**YOUR GOAL:**
In the listing below, locate the lines that hold the string "layout". Copy those lines.

**MATERIAL TO PROCESS:**
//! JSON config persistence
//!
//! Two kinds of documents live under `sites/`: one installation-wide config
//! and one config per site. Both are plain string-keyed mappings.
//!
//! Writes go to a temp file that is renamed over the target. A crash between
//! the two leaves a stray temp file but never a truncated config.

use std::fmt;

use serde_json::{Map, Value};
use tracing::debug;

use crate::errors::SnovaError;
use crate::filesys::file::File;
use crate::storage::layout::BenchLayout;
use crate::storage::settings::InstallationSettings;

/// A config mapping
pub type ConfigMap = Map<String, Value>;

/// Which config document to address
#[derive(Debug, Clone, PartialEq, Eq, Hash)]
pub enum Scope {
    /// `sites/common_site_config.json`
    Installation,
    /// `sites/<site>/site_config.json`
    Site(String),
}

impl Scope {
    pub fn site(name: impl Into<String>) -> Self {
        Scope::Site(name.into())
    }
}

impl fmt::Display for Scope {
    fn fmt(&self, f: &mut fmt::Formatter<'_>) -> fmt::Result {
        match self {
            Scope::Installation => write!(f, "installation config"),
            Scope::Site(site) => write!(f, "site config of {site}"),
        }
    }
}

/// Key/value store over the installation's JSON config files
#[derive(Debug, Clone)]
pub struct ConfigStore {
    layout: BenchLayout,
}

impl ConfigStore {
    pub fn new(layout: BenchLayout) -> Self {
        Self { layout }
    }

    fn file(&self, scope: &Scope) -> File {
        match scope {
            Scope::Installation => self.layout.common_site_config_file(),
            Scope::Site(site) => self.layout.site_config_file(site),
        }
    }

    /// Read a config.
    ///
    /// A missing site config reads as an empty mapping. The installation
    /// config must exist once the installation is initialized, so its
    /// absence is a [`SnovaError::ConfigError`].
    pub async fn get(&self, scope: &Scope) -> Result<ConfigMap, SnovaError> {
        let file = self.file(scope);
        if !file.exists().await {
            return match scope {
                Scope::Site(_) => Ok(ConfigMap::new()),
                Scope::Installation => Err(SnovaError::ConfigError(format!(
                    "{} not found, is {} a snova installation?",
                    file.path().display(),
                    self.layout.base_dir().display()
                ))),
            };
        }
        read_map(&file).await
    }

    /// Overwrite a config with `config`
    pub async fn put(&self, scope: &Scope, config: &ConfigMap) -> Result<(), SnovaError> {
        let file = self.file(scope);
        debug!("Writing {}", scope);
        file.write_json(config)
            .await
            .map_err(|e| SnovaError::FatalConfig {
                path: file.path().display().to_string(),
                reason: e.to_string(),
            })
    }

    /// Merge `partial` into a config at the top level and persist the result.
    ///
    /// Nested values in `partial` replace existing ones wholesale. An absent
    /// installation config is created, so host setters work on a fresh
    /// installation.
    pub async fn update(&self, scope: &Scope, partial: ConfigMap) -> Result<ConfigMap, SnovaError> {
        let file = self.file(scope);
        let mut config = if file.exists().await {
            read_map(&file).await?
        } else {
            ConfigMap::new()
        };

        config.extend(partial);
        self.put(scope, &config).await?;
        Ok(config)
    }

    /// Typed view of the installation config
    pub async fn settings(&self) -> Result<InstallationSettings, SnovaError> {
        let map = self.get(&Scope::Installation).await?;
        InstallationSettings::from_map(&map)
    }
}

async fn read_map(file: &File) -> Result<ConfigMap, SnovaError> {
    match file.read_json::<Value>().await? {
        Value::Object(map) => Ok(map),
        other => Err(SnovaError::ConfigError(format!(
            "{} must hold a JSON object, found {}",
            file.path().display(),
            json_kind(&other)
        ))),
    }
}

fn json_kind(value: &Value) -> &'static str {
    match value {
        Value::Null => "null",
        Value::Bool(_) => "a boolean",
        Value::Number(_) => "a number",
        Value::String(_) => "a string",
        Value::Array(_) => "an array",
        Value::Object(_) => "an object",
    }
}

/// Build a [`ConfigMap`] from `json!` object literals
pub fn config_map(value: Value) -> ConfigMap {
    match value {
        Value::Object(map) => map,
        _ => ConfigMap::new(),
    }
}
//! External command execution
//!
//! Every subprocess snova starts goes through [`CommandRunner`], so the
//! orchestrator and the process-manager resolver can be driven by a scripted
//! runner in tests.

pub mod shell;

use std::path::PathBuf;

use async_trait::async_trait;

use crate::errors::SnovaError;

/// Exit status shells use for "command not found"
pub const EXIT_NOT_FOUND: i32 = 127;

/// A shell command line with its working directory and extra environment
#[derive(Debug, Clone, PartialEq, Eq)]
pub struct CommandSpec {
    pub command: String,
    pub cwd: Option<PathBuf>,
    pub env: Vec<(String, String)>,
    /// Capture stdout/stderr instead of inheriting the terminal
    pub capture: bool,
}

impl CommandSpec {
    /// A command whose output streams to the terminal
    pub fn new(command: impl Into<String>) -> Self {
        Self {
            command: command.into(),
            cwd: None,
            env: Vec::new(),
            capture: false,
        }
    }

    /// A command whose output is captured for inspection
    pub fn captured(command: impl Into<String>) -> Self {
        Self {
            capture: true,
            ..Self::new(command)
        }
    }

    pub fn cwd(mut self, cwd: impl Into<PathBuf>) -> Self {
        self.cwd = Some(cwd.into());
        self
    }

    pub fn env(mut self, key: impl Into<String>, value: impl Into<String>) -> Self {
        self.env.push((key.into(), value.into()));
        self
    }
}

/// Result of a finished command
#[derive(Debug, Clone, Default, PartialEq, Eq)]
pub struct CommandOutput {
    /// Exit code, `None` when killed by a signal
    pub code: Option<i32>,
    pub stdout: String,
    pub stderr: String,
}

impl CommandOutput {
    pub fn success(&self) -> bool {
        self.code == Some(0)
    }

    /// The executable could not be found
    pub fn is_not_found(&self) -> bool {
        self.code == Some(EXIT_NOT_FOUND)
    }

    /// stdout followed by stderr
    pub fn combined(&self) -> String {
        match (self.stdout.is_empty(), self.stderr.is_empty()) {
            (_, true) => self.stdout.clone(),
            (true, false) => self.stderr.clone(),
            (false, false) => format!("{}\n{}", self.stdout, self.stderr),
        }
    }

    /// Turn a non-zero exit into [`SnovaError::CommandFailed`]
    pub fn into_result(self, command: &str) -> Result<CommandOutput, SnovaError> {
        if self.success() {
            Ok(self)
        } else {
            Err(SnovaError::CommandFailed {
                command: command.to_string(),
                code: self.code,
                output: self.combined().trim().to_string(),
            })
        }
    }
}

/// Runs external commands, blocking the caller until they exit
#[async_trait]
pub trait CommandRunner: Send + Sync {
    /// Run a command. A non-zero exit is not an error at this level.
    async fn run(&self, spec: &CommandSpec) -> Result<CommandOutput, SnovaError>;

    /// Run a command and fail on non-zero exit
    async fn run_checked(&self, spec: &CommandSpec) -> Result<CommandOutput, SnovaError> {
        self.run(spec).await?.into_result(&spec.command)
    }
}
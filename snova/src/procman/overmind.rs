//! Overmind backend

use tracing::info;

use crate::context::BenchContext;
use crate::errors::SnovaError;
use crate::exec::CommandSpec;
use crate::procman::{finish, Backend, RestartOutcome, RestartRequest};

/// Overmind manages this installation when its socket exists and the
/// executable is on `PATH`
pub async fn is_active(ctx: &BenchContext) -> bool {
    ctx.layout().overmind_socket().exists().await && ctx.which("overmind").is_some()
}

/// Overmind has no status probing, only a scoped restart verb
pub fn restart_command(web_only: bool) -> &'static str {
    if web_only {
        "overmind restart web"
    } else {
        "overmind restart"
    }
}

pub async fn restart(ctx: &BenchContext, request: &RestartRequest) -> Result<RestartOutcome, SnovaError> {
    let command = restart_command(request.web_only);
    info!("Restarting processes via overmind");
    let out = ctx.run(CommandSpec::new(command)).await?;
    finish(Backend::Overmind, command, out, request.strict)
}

**WRITTEN RESPONSE:**
use crate::storage::layout::BenchLayout;
    layout: BenchLayout,
    pub fn new(layout: BenchLayout) -> Self {
        Self { layout }
            Scope::Installation => self.layout.common_site_config_file(),
            Scope::Site(site) => self.layout.site_config_file(site),
                    self.layout.base_dir().display()
    ctx.layout().overmind_socket().exists().await && ctx.which("overmind").is_some()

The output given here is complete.